__Goal of the exercise__: Starting with the opening line of the material, restate every line word for word, and end on the line containing "use crate::entity::Entity;".

__Records to use__:

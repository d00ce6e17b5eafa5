//! Case-insensitive token index with a parallel stem index.

use std::collections::HashMap;

use tracing::debug;

use crate::config::ResolverConfig;
use crate::declension::DeclensionRules;
use crate::entity::Entity;
use crate::index::entry::{IndexEntry, IndexSlot, Owner, Priority};
use crate::player::Player;
use crate::store::EntityStore;

/// Lookup key for a name: case folded, diacritics kept.
#[must_use]
pub fn normalize_key(s: &str) -> String {
    s.trim().to_lowercase()
}

/// Every name of the identity space mapped to its owner.
///
/// Slots keep insertion order, so iteration and the stem index are
/// deterministic for a given snapshot.
#[derive(Debug, Clone, Default)]
pub struct TokenIndex {
    slots: Vec<IndexSlot>,
    by_key: HashMap<String, usize>,
    stems: HashMap<String, Vec<usize>>,
    min_token_len: usize,
}

impl TokenIndex {
    /// Creates an empty index that drops words shorter than `min_token_len`.
    #[must_use]
    pub fn new(min_token_len: usize) -> Self {
        Self {
            min_token_len,
            ..Self::default()
        }
    }

    /// Indexes a whole snapshot: the roster first, then every entity.
    #[must_use]
    pub fn build(
        store: &EntityStore,
        players: &[Player],
        rules: &DeclensionRules,
        config: &ResolverConfig,
    ) -> Self {
        let mut index = Self::new(config.min_token_len);
        for player in players {
            index.add_player(player);
        }
        for entity in store.iter() {
            index.add_entity(entity);
        }
        index.rebuild_stems(rules);
        debug!(
            keys = index.len(),
            stems = index.stems.len(),
            ambiguous = index.slots.iter().filter(|s| s.entry.is_ambiguous()).count(),
            "token index built"
        );
        index
    }

    /// Indexes a player's name and every character name and alias.
    pub fn add_player(&mut self, player: &Player) {
        self.add_name(
            &player.name,
            &Owner::Player {
                name: player.name.clone(),
            },
        );
        for character in &player.characters {
            let owner = Owner::Character {
                player: player.name.clone(),
                name: character.name.clone(),
            };
            self.add_name(&character.name, &owner);
            for alias in &character.aliases {
                self.add_name(alias, &owner);
            }
        }
    }

    /// Indexes an entity's name, every alias ever held and its generic names.
    pub fn add_entity(&mut self, entity: &Entity) {
        let owner = Owner::Entity {
            id: entity.id,
            kind: entity.kind,
            name: entity.name.clone(),
        };
        self.add_name(&entity.name, &owner);
        for alias in entity.aliases() {
            self.add_name(alias, &owner);
        }
        for generic in &entity.generic_names {
            self.add_name(generic, &owner);
        }
    }

    /// Indexes a full name, plus each of its words when it has several.
    pub fn add_name(&mut self, name: &str, owner: &Owner) {
        let name = name.trim();
        self.insert(name, owner.clone(), Priority::Name);

        let words: Vec<&str> = name.split_whitespace().collect();
        if words.len() < 2 {
            return;
        }
        for word in words {
            if word.chars().count() >= self.min_token_len {
                self.insert(word, owner.clone(), Priority::Word);
            }
        }
    }

    /// Inserts one key, applying the priority and ambiguity rules.
    ///
    /// A stronger priority replaces the slot, a weaker one is ignored and an
    /// equal one is admitted as a contender.
    pub fn insert(&mut self, key: &str, owner: Owner, priority: Priority) {
        let normalized = normalize_key(key);
        if normalized.is_empty() {
            return;
        }
        match self.by_key.get(&normalized) {
            None => {
                self.by_key.insert(normalized, self.slots.len());
                self.slots.push(IndexSlot {
                    key: key.trim().to_string(),
                    priority,
                    entry: IndexEntry::Unique(owner),
                });
            }
            Some(&idx) => {
                let slot = &mut self.slots[idx];
                match priority.cmp(&slot.priority) {
                    std::cmp::Ordering::Less => {
                        slot.key = key.trim().to_string();
                        slot.priority = priority;
                        slot.entry = IndexEntry::Unique(owner);
                    }
                    std::cmp::Ordering::Equal => slot.entry.admit(owner),
                    std::cmp::Ordering::Greater => {}
                }
            }
        }
    }

    /// Recomputes the stem index from the current keys.
    pub fn rebuild_stems(&mut self, rules: &DeclensionRules) {
        self.stems.clear();
        for (idx, slot) in self.slots.iter().enumerate() {
            let stem = normalize_key(&rules.stem(&slot.key));
            if !stem.is_empty() {
                self.stems.entry(stem).or_default().push(idx);
            }
        }
    }

    /// Case-insensitive lookup.
    #[must_use]
    pub fn get(&self, key: &str) -> Option<&IndexSlot> {
        self.by_key
            .get(&normalize_key(key))
            .map(|&idx| &self.slots[idx])
    }

    /// Keys whose stem equals `stem`, in insertion order.
    pub fn stem_candidates(&self, stem: &str) -> impl Iterator<Item = &IndexSlot> {
        self.stems
            .get(&normalize_key(stem))
            .into_iter()
            .flatten()
            .map(|&idx| &self.slots[idx])
    }

    /// Iterates over every slot in insertion order.
    pub fn slots(&self) -> impl Iterator<Item = &IndexSlot> {
        self.slots.iter()
    }

    /// Stored keys with their original casing.
    pub fn keys(&self) -> impl Iterator<Item = &str> {
        self.slots.iter().map(|s| s.key.as_str())
    }

    /// Number of distinct keys.
    #[must_use]
    pub fn len(&self) -> usize {
        self.slots.len()
    }

    /// Returns true if no key is indexed.
    #[must_use]
    pub fn is_empty(&self) -> bool {
        self.slots.is_empty()
    }
}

__Written response__:
repository d00ce6e17b5eafa5
//! Case-insensitive token index with a parallel stem index.

use std::collections::HashMap;

use tracing::debug;

use crate::config::ResolverConfig;
use crate::declension::DeclensionRules;
use crate::entity::Entity;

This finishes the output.